A particle travels horizontally between two parallel walls separated by 18.4 m. It moves toward the opposing wall at a constant rate of 9.8 m/s. Also, it has an acceleration in the direction parallel to the walls of 3.7 m/s2.At what angle with the wall will the particle strike?
Answer in units of ◦
To find the angle at which the particle will strike the wall, we need to use trigonometry. Let's break down the problem into components:
1. The horizontal distance traveled by the particle is 18.4 m.

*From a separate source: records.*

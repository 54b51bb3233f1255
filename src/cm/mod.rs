//! Connection management emulates reliable datagrams on top of connection-oriented transport
//!  endpoints: the data path addresses peers, and connection management makes sure there is
//!  (at most) one connection per peer, establishing it on demand.
//!
//! All of this runs under the owning RDM context's progress lock. The transport raises events
//!  (inbound requests, established connections, shutdowns) into a queue that is drained by
//!  [ConnManager::handle_events] once per progress iteration.
//!
//! When two processes connect to each other at the same time, both sides see a connection
//!  request for a peer they are connecting to themselves. They resolve this independently by
//!  comparing addresses, so that both agree on the surviving connection. A process connecting to
//!  its own address gets a separate loopback entry for the passive side.

pub mod conn;
mod connreq;
mod dispatch;
pub mod event;
pub mod handshake;
pub mod manager;

#[cfg(test)] mod test_support;

pub use conn::{Conn, ConnId};
pub use event::{CmEvent, EventKind};
pub use manager::ConnManager;
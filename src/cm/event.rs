use std::collections::VecDeque;
use bytes::Bytes;
use tracing::trace;
use crate::cm::conn::ConnId;
use crate::transport::ConnInfo;

/// The kinds of events a transport can raise. Connection management handles only connection
///  requests, established connections and shutdowns - anything else arriving in its queue is a
///  defect.
#[derive(Debug, Clone, Copy, Eq, PartialEq)]
pub enum EventKind {
    Notify,
    ConnReq,
    Connected,
    Shutdown,
    MrComplete,
    AvComplete,
    JoinComplete,
}

/// What raised an event: the RDM context's listening endpoint (for inbound requests), or the
///  endpoint of a connection entry
#[derive(Debug, Clone, Copy, Eq, PartialEq)]
pub enum EventSource {
    Listener,
    Conn(ConnId),
}

/// The connection management record of an event as it comes from the transport
#[derive(Debug, Clone)]
pub struct CmEntry {
    pub source: EventSource,
    /// present for inbound requests: the request's parameters and handle
    pub info: Option<ConnInfo>,
    /// private data, i.e. the peer's serialized [crate::cm::handshake::Handshake]
    pub data: Bytes,
}

#[derive(Debug, Clone)]
pub struct CmEvent {
    pub kind: EventKind,
    pub entry: CmEntry,
}

impl CmEvent {
    pub fn conn_req(info: ConnInfo, data: Bytes) -> CmEvent {
        CmEvent {
            kind: EventKind::ConnReq,
            entry: CmEntry {
                source: EventSource::Listener,
                info: Some(info),
                data,
            },
        }
    }

    pub fn for_conn(kind: EventKind, conn: ConnId, data: Bytes) -> CmEvent {
        CmEvent {
            kind,
            entry: CmEntry {
                source: EventSource::Conn(conn),
                info: None,
                data,
            },
        }
    }

    pub fn refers_to(&self, conn: ConnId) -> bool {
        self.entry.source == EventSource::Conn(conn)
    }
}

/// Pending connection events of one RDM context, in arrival order. It is only ever touched while
///  holding the context's progress lock.
#[derive(Debug, Default)]
pub struct EventQueue {
    events: VecDeque<CmEvent>,
}

impl EventQueue {
    pub fn push(&mut self, event: CmEvent) {
        trace!("queueing {:?} event from {:?}", event.kind, event.entry.source);
        self.events.push_back(event);
    }

    pub fn pop(&mut self) -> Option<CmEvent> {
        self.events.pop_front()
    }

    /// Drops all queued events that were raised for a connection, returning how many there were
    pub fn purge_conn(&mut self, conn: ConnId) -> usize {
        let before = self.events.len();
        self.events.retain(|e| !e.refers_to(conn));
        before - self.events.len()
    }

    pub fn len(&self) -> usize {
        self.events.len()
    }

    pub fn is_empty(&self) -> bool {
        self.events.is_empty()
    }
}
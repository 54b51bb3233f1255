use std::cmp::Ordering;
use std::net::SocketAddr;

/// A total order over socket addresses that two processes evaluate identically: IPv4 sorts
///  before IPv6, addresses of the same family are compared by their octets, then by port.
///
/// IPv6 flow info and scope id are not part of the order - they are local to the sending host
///  and would not be seen the same way by the peer.
pub fn addr_cmp(a: &SocketAddr, b: &SocketAddr) -> Ordering {
    match (a, b) {
        (SocketAddr::V4(a), SocketAddr::V4(b)) => {
            a.ip().octets().cmp(&b.ip().octets())
                .then(a.port().cmp(&b.port()))
        }
        (SocketAddr::V6(a), SocketAddr::V6(b)) => {
            a.ip().octets().cmp(&b.ip().octets())
                .then(a.port().cmp(&b.port()))
        }
        (SocketAddr::V4(_), SocketAddr::V6(_)) => Ordering::Less,
        (SocketAddr::V6(_), SocketAddr::V4(_)) => Ordering::Greater,
    }
}

#[cfg(test)]
mod test {
    use std::net::{Ipv6Addr, SocketAddrV6};
    use std::str::FromStr;
    use rstest::rstest;
    use super::*;

    #[rstest]
    #[case::equal("10.0.0.1:5000", "10.0.0.1:5000", Ordering::Equal)]
    #[case::ip_less("10.0.0.1:5000", "10.0.0.2:1", Ordering::Less)]
    #[case::ip_greater("10.0.1.0:1", "10.0.0.255:9999", Ordering::Greater)]
    #[case::port_less("10.0.0.1:4999", "10.0.0.1:5000", Ordering::Less)]
    #[case::v4_before_v6("255.255.255.255:65535", "[::]:0", Ordering::Less)]
    #[case::v6_after_v4("[::1]:1", "0.0.0.0:0", Ordering::Greater)]
    #[case::v6_ip("[fe80::1]:7", "[fe80::2]:7", Ordering::Less)]
    #[case::v6_port("[fe80::1]:8", "[fe80::1]:7", Ordering::Greater)]
    fn test_addr_cmp(#[case] a: &str, #[case] b: &str, #[case] expected: Ordering) {
        let a = SocketAddr::from_str(a).unwrap();
        let b = SocketAddr::from_str(b).unwrap();
        assert_eq!(addr_cmp(&a, &b), expected);
        assert_eq!(addr_cmp(&b, &a), expected.reverse());
    }

    #[test]
    fn test_addr_cmp_ignores_scope() {
        let ip = Ipv6Addr::from_str("fe80::1").unwrap();
        let a = SocketAddr::V6(SocketAddrV6::new(ip, 7, 1, 2));
        let b = SocketAddr::V6(SocketAddrV6::new(ip, 7, 0, 3));
        assert_eq!(addr_cmp(&a, &b), Ordering::Equal);
    }
}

2. The particle's initial velocity in the horizontal direction is 9.8 m/s.
3. The particle's acceleration in the horizontal direction is 3.7 m/s^2.
Let's find the time it takes for the particle to hit the wall. We can use the formula:
distance = initial velocity * time + 0.5 * acceleration * time^2
18.4 m = 9.8 m/s * time + 0.5 * 3.7 m/s^2 * time^2
Rearranging this equation to solve for time, we get:
0.5 * 3.7 m/s^2 * time^2 + 9.8 m/s * time - 18.4 m = 0
Solving this quadratic equation, we find that time ≈ 1.588 seconds.
Now, let's find the vertical distance the particle travels during this time. Since the particle is moving horizontally, the vertical distance traveled can be calculated using the equation:
vertical distance = 0.5 * acceleration * time^2
vertical distance = 0.5 * 3.7 m/s^2 * (1.588 s)^2 ≈ 4.679 m
Next, we can use the vertical distance and the horizontal distance traveled by the particle to find the angle at which it will strike the wall. The angle can be calculated using the trigonometric relationship:
tan(angle) = vertical distance / horizontal distance
tan(angle) = 4.679 m / 18.4 m
angle ≈ arctan(4.679 m / 18.4 m)
Using a calculator, we find that the angle is approximately 14.7 degrees.
Therefore, the particle will strike the wall at an angle of approximately 14.7 degrees.